A set of design guides has today been launched by the Royal Docks, as it looks to a future of investment and regeneration in the area.
The Royal Docks is an area in the London Borough of Newham. Retired from industry in the 1980s, it is now home to one of the “most significant” regeneration projects in the UK, according to the Royal Docks Team. The area represents the largest body of impounded water in the world.
The design guides unveiled by the team have been created in collaboration with 5th Studio, with the intention of establishing a unified design code for wayfinding, lighting and landscaping.
“The work of many hands over an extended period of time”
Tom Holbrook, studio director at 5th Studio, tells Design Week the aim of the guides is to provide “tactical support” to designers and other commissioners working on future projects within the Royal Docks area.
“We’ve recognised that this [regeneration project] is going to be the work of many hands over an extended period of time,” says Holbrook. “The guides aim to give the kind of guidance these people might need to pull it all together and make the whole public realm more coherent.”
Currently, there are a number of developments within the Royal Docks area that are “pioneering” spaces, according to Holbrook. These include London City Airport and the ExCeL Centre. The intention is to create a more unified space in which each part of the public realm is up to the same standard.
“Understand the context”
The design guides part of this launch focus on three areas: wayfinding, lighting and landscaping. Two more design guides targeted at accessibility and inclusivity will follow in the future.
Focusing on these disciplines, the design guides aim to instil a universal design language while still allowing “character areas” within the Royal Docks area to shine through. These can be landmarks, remnants of its industrial past or natural features, like the area’s shingle beaches and marshes.
“We’ve named all these character areas at the beginning of the design guides so that anyone who comes to this place as a designer can understand the context they’re in,” says Holbrook.
A “dependable” system
Following the introduction to the area and its features, the design guides then set out a masterplan in each of their respective disciplines.
The lighting guide, for example, sets out common approaches which could be used to better unify the public realm lighting within the Royal Docks. Holbrook explains that previous patchwork development of the area has meant streetlighting is mismatched, so the guide specifies types, materials and even colour temperatures designers should stick to moving forward.
Meanwhile the wayfinding guide stipulates designers should adhere to the Legible London approach. This provides the public with a “dependable” system.
“Better access to existing amenities and open spaces”
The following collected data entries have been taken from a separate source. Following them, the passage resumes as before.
// Copyright 2021 Datafuse Labs.
//
// Licensed under the Apache License, Version 2.0 (the "License");
// you may not use this file except in compliance with the License.
// You may obtain a copy of the License at
//
//     http://www.apache.org/licenses/LICENSE-2.0
//
// Unless required by applicable law or agreed to in writing, software
// distributed under the License is distributed on an "AS IS" BASIS,
// WITHOUT WARRANTIES OR CONDITIONS OF ANY KIND, either express or implied.
// See the License for the specific language governing permissions and
// limitations under the License.

#[cfg(test)]
mod auto_incr_test;
#[cfg(test)]
mod catalog_test;
#[cfg(test)]
mod tso_test;

mod auto_incr;
mod catalog;
mod tso;

use async_raft::raft::Entry;
use async_raft::raft::MembershipConfig;
use async_raft::AppData;
use async_raft::AppDataResponse;
use async_raft::LogId;
use async_trait::async_trait;
pub use auto_incr::AutoIncrStateMachine;
pub use catalog::CatalogStateMachine;
use common_exception::ErrorCode;
use common_exception::Result;
use common_sled_store::sled::IVec;
use common_sled_store::SledOrderedSerde;
use serde::Deserialize;
use serde::Serialize;
pub use tso::clock_realtime_ms;
pub use tso::TsoStateMachine;

use crate::config::RaftConfig;

#[derive(Serialize, Deserialize, Clone, Copy, Debug, PartialEq, Eq)]
pub enum StateMachineMetaKey {
    /// The last applied log id.
    LastApplied,
    /// Whether the state machine has gone through an initialization.
    Initialized,
    /// The last applied membership config.
    LastMembership,
}

#[derive(Serialize, Deserialize, Clone, Debug, PartialEq)]
pub enum StateMachineMetaValue {
    LogId(LogId),
    Bool(bool),
    Membership(MembershipConfig),
}

impl SledOrderedSerde for StateMachineMetaKey {
    fn ser(&self) -> Result<IVec> {
        let i = match self {
            StateMachineMetaKey::LastApplied => 1u8,
            StateMachineMetaKey::Initialized => 2,
            StateMachineMetaKey::LastMembership => 3,
        };
        Ok(IVec::from(&[i][..]))
    }

    fn de<T: AsRef<[u8]>>(v: T) -> Result<Self> {
        let key = match v.as_ref().first() {
            Some(1) => StateMachineMetaKey::LastApplied,
            Some(2) => StateMachineMetaKey::Initialized,
            Some(3) => StateMachineMetaKey::LastMembership,
            _ => {
                return Err(ErrorCode::MetaStoreDamaged("invalid state machine meta key"));
            }
        };
        Ok(key)
    }
}

/// A key-value pair in a snapshot is a vec of two `Vec<u8>`.
pub type SnapshotKeyValue = Vec<Vec<u8>>;

/// Snapshot data for serialization and for transport.
#[derive(Serialize, Deserialize, Debug, Default, Clone)]
pub struct SerializableSnapshot {
    pub kvs: Vec<SnapshotKeyValue>,
}

/// What a group-specific state machine provides to the shared raft storage
/// skeleton: apply, meta bookkeeping and snapshot hooks. One impl per group.
#[async_trait]
pub trait GroupStateMachine: Send + Sync + Sized + 'static {
    type Req: AppData;
    type Resp: AppDataResponse + Default;

    const GROUP_ID: u64;
    const GROUP_NAME: &'static str;

    async fn open(config: &RaftConfig) -> Result<Self>;

    /// Apply one committed entry: mutate memory and storage in one batch and
    /// produce the response. A failed validation fills an error code on the
    /// response but the entry still counts as applied.
    async fn apply(&mut self, entry: &Entry<Self::Req>) -> Result<Self::Resp>;

    fn get_last_applied(&self) -> Result<LogId>;
    async fn set_last_applied(&mut self, log_id: LogId) -> Result<()>;

    fn get_membership(&self) -> Result<Option<MembershipConfig>>;
    async fn set_membership(&mut self, membership: MembershipConfig) -> Result<()>;

    /// Serialize the full state for snapshot transfer.
    fn snapshot_data(&self) -> Result<Vec<u8>>;

    /// Wipe the state and replace it from snapshot bytes.
    async fn install_snapshot_data(&mut self, data: &[u8]) -> Result<()>;
}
A spokesperson for the Royal Docks Team tells Design Week the benefits of the design guides on the local communities is three-fold. The first benefit will be in setting “a high standard for a quality, consistent public realm” which supports the shift to sustainable transport and contributing to better air quality, health and wellbeing.
“One of the main expected outcomes is the creation of more legible routes, via wayfinding, lighting and landscaping improvements, which ultimately will result in better access to existing amenities and open spaces – there is strong evidence that currently access to local parks is limited by poor-quality walking and cycling connectivity,” they say.
The second benefit will be for local stakeholders and community groups, who will be able to commission their own public realm projects and design work. Finally, the guides will also “support capacity building within local communities”, by providing an accessible reference to review and comment on future public realm schemes, according to the spokesperson.
“Avoided the sense that this is a big imposed idea”
One of the biggest considerations for the Royal Docks Team and 5th Studio was finding a unifying design language for the area while also acknowledging the various and diverse communities that already exist there. Home to Canary Wharf, Greenwich and Stratford, the teams needed to honour the differences in these places while searching for unity.
Holbrook says the challenge has been in balancing “the universal and the particular”. The recommendations set forth by the design guides have been informed by consultations with around 200 people living and working within the Royal Docks area, as well as other stakeholders. The result is a “bottom up” approach, Holbrook says.
“We’ve really avoided the sense that this is a big imposed idea,” he says. “This is very much from the bottom up and that is reflected in our understanding what is already there. This is only going to be worth doing if people find it useful.”